** Task to carry out **
In the data, find each line where the word "config" appears and list that line.

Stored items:
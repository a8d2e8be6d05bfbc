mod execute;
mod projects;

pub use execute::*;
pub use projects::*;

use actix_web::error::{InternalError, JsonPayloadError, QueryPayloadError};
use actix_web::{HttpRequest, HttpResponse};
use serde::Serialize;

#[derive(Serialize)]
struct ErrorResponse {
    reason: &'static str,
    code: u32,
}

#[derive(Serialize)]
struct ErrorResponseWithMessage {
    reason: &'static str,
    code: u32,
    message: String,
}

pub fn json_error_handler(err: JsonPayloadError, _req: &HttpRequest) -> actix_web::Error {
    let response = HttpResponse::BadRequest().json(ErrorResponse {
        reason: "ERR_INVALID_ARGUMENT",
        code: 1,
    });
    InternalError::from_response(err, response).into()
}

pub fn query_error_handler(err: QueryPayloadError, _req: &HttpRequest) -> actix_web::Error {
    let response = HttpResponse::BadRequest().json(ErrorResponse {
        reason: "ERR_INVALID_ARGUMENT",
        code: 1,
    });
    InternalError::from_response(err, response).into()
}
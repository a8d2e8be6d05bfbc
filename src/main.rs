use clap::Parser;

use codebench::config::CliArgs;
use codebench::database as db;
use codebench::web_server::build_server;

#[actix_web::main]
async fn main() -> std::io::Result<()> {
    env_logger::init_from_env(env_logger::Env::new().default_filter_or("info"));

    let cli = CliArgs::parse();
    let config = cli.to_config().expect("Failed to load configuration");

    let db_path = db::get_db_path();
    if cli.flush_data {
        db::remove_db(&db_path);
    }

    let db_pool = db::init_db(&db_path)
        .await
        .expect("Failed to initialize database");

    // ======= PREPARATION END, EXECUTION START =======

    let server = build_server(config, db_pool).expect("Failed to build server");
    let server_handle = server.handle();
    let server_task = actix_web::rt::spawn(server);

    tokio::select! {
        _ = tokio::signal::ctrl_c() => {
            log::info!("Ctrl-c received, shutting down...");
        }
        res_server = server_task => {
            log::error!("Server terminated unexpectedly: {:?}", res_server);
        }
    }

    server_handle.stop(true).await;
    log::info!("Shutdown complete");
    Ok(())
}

** Response to the exercise **
use codebench::config::CliArgs;
    let config = cli.to_config().expect("Failed to load configuration");
    let server = build_server(config, db_pool).expect("Failed to build server");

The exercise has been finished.